Exercise inputs Block Start

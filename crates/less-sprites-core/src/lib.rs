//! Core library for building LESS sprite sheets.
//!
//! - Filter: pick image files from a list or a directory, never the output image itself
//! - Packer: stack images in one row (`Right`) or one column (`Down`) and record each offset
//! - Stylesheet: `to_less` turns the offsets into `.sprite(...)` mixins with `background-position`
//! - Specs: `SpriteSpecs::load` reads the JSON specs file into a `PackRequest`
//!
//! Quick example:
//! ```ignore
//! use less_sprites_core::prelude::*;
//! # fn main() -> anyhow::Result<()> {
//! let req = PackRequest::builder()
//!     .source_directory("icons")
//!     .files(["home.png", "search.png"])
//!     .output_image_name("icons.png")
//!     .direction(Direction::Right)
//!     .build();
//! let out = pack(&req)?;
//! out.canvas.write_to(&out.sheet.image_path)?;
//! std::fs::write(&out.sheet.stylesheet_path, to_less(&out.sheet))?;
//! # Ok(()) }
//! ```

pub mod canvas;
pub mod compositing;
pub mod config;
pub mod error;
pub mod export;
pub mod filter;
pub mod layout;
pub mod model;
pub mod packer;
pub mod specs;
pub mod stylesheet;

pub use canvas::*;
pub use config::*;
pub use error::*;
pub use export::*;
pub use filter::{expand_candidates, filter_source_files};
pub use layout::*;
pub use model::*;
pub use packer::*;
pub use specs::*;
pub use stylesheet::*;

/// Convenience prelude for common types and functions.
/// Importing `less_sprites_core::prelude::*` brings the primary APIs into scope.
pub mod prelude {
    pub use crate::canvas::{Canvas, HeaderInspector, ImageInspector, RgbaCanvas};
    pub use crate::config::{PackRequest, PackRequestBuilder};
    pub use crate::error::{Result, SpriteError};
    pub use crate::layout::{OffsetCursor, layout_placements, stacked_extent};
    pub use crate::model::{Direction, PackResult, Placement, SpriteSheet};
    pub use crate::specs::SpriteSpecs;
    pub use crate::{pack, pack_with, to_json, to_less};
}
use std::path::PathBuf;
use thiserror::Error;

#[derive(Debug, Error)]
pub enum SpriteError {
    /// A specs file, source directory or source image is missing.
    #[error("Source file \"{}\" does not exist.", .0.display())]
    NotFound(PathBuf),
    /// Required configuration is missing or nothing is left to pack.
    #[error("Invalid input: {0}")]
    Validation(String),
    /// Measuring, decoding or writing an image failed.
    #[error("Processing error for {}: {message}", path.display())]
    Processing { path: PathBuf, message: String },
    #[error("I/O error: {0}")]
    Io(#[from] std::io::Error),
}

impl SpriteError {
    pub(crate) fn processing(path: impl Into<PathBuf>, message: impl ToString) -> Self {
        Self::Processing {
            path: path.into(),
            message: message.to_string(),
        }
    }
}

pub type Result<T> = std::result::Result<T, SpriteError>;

Exercise inputs Block End
Exercise inputs Block Start

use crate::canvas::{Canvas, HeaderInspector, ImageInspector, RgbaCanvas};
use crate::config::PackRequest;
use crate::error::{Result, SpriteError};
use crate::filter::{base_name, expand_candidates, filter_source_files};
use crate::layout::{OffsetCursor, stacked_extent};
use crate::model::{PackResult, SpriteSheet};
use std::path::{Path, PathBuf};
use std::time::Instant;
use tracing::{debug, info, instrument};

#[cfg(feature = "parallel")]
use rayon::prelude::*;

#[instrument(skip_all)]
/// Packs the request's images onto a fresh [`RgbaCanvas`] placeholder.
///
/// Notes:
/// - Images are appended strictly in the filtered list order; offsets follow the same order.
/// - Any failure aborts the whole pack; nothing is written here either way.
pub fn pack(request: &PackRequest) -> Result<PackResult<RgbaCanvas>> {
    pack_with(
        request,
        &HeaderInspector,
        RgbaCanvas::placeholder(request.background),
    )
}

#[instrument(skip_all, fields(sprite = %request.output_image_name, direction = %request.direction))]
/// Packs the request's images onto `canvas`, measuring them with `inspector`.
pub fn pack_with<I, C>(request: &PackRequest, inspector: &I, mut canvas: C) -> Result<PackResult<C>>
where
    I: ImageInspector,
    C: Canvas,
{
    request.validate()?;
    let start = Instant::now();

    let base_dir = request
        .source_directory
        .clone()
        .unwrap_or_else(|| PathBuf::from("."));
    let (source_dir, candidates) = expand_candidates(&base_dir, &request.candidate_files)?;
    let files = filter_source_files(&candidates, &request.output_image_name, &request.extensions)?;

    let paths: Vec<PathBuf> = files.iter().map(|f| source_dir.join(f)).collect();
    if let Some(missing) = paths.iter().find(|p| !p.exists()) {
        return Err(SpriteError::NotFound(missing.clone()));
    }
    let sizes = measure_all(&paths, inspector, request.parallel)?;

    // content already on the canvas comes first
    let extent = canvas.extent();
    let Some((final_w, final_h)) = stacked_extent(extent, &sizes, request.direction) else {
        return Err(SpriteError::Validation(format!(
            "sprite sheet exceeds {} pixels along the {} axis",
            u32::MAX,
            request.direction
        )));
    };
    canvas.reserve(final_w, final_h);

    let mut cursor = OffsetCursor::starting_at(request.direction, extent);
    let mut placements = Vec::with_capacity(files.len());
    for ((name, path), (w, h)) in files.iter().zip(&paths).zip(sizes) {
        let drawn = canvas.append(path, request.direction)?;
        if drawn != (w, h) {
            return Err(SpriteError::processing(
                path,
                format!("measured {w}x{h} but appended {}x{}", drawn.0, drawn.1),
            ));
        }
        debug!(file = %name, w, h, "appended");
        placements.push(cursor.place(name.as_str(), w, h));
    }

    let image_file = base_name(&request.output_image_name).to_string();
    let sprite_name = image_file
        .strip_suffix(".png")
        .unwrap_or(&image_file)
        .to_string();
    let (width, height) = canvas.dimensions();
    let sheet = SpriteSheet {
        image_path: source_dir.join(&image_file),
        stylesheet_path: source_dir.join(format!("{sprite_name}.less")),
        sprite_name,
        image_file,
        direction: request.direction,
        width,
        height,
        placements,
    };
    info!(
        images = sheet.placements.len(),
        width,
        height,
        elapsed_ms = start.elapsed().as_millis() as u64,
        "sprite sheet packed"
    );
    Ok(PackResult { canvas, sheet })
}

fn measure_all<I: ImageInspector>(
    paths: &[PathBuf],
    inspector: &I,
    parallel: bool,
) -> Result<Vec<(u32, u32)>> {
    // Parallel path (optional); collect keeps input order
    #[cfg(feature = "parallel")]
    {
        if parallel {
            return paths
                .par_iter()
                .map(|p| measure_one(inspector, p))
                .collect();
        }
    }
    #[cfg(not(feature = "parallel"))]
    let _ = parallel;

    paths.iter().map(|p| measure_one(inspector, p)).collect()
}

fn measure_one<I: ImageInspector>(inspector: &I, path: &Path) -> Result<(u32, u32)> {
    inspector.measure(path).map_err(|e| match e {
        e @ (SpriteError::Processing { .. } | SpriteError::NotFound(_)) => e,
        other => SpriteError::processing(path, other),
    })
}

Exercise inputs Block End

Task details: Go back to the listing above. Copy word for word the lines from the one with "filename crates/less-sprites-core/src/lib.rs" through the one with "pub use specs::*;", and nothing more.

Solved problem:
filename crates/less-sprites-core/src/lib.rs
//! Core library for building LESS sprite sheets.
//!
//! - Filter: pick image files from a list or a directory, never the output image itself
//! - Packer: stack images in one row (`Right`) or one column (`Down`) and record each offset
//! - Stylesheet: `to_less` turns the offsets into `.sprite(...)` mixins with `background-position`
//! - Specs: `SpriteSpecs::load` reads the JSON specs file into a `PackRequest`
//!
//! Quick example:
//! ```ignore
//! use less_sprites_core::prelude::*;
//! # fn main() -> anyhow::Result<()> {
//! let req = PackRequest::builder()
//!     .source_directory("icons")
//!     .files(["home.png", "search.png"])
//!     .output_image_name("icons.png")
//!     .direction(Direction::Right)
//!     .build();
//! let out = pack(&req)?;
//! out.canvas.write_to(&out.sheet.image_path)?;
//! std::fs::write(&out.sheet.stylesheet_path, to_less(&out.sheet))?;
//! # Ok(()) }
//! ```

pub mod canvas;
pub mod compositing;
pub mod config;
pub mod error;
pub mod export;
pub mod filter;
pub mod layout;
pub mod model;
pub mod packer;
pub mod specs;
pub mod stylesheet;

pub use canvas::*;
pub use config::*;
pub use error::*;
pub use export::*;
pub use filter::{expand_candidates, filter_source_files};
pub use layout::*;
pub use model::*;
pub use packer::*;
pub use specs::*;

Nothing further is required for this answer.